Spotlightによる酵素変異体の活性予測精度を先行研究と比較
2023.06.05
はじめに
事業開発部の礒崎です。弊社では酵素の活性や耐熱性などのプロパティを向上させる変異体を機械学習モデルを用いて提案するSpotlightというサービスを提供しています。様々な酵素を使って学習済みのモデルに、社内または社外から依頼を受けた目的の配列をインプットすることで活性などが向上する変異体を予測します。今回のtechblogではこのSpotlightの変異体の活性予測精度が先行研究と比較してどの程度なのか検証しました。
比較対象に使用した先行研究
Ref1の論文では、酵素のアミノ酸配列と化合物を入力情報としてkcatを予測する機械学習モデルを作っていました。今回の比較ではこの機械学習モデルアルゴリズム(DLKcat)を用い、かつ、比較を平等にするためにSpotlightと同じ教師データであるBRENDAのkcat エントリーを使ってモデルを再構築しました。この再構築したDLKcatにより予測した変異体のkcatの値とSpotlightで予測したkcatの値のいずれが実測値とより近いか比較しました。
今回使用したBRENDAのエントリーにはwild type (WT) と単変異体のみが含まれるように抽出し、変異1つに対する感度が2つのモデルでどれくらい違うかに注目して比較しました。

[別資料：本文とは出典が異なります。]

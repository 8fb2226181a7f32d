//! `TerminalReporter`: presentation-layer implementation of `ProgressReporter`.
//!
//! Wraps `&OutputContext` so application services can emit progress events
//! without depending on any presentation type directly.

use owo_colors::OwoColorize as _;

use crate::application::ports::ProgressReporter;
use crate::output::OutputContext;

/// Terminal progress reporter that wraps an `OutputContext`.
///
/// - `step()` prints `"  → {message}"`
/// - `success()` prints `"  ✓ {message}"`
/// - `warn()` prints `"  ! {message}"`
/// - `remote_output()` prints each line dimmed behind a `│` gutter
///
/// Everything is suppressed when `ctx.quiet`. With `to_stderr` the
/// reporter writes to stderr, leaving stdout to a JSON document.
pub struct TerminalReporter<'a> {
    ctx: &'a OutputContext,
    to_stderr: bool,
}

impl<'a> TerminalReporter<'a> {
    /// Create a reporter writing to stdout.
    #[must_use]
    pub fn new(ctx: &'a OutputContext) -> Self {
        Self {
            ctx,
            to_stderr: false,
        }
    }

    /// Create a reporter writing to stderr.
    #[must_use]
    pub fn stderr(ctx: &'a OutputContext) -> Self {
        Self {
            ctx,
            to_stderr: true,
        }
    }

    fn emit(&self, line: &str) {
        if self.ctx.quiet {
            return;
        }
        if self.to_stderr {
            eprintln!("{line}");
        } else {
            println!("{line}");
        }
    }
}

impl ProgressReporter for TerminalReporter<'_> {
    fn step(&self, message: &str) {
        self.emit(&format!("  {} {message}", "→".style(self.ctx.styles.step)));
    }

    fn success(&self, message: &str) {
        self.emit(&format!("  {} {message}", "✓".style(self.ctx.styles.success)));
    }

    fn warn(&self, message: &str) {
        self.emit(&format!("  {} {message}", "!".style(self.ctx.styles.warning)));
    }

    fn remote_output(&self, text: &str) {
        for line in text.lines() {
            self.emit(&format!(
                "    {} {}",
                "│".style(self.ctx.styles.dim),
                line.style(self.ctx.styles.dim)
            ));
        }
    }
}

結果1 BRENDAのkcat (=Turnover Number)のデータを用いた学習モデルの構築
BRENDAのkcatが記載されている変異体、そのWTの配列のエントリーおよびkcatを測定した化合物の情報を抽出し、これらを酵素ファミリーに偏りが生じないように、かつ、およそ教師データ:テストデータ= 3 : 1になるように分割しました。分割後の教師データではkcatが向上しているエントリーが3969、変化しないエントリーが2985、減少しているエントリーが8296でした(図1)。分割後のテストデータではkcatが向上しているエントリーが792、変化しないエントリーが748、減少しているエントリーが1926でした(図2)。
抽出したBRENDAのエントリーの情報をDLKcatが要求する特徴量の形に変換し、教師データの中のkcatの実験値と合わせて学習モデルを構築しました。Spotlightでも同様にこれらのエントリーをSpotlightが要求する特徴量の形に変換して、kcatの実験値と合わせて学習モデルを構築しました(図3)。
図1. 今回使用したBRENDAのkcatエントリーのうち教師データに用いたエントリーの単変異体/WTのkcatの比率の対数のヒストグラム。
図2. 今回使用したBRENDAのkcatエントリーのうちテストデータに用いたエントリーの単変異体/WTのkcatの比率の対数のヒストグラム。
結果2 DLKcat・Spotlightで予測したkcatの変異体/WT比率の評価
図3. 学習モデルを構築・変異体のkcatを予測するためのフロー。
DLKcatで予測した変異体のkcatとWTのkcatの比率は実測値と予測値の間でピアソン相関係数が0.18でした。(図3)。DLKcatにおいて予測した変異体とWTのkcatの比率が実測値と良く相関しなかった理由は、DLKcatでは特徴量として配列の全長をベクトルに変換しているため1アミノ酸の違いが特徴量に現れづらくなっているからであると考えています。
Spotlightで予測した変異体のkcatとWTのkcatの比率は実測値と予測値の間でピアソン相関係数が0.66でした(図3)。弊社のSpotlightでは特徴量に変異体としての性質を大きく反映できる工夫をしてあるため、単変異体のエントリーであってもWTからの1変異による変化を正確に予測することができています。
おわりに
弊社のSpotlightでは先行研究と比べて、単変異体というWTから1アミノ酸しか違わないようなケースでもその変化を正確に反映してより実験値に近い値を予測できるということがわかりました。
謝辞
今回の酵素活性予測の精度比較には以下の論文のデータを利用させていただきました。
Li et al., (2022) Deep learning-based kcat prediction enables improved enzyme-constrained model reconstruction. Nature Catalysis.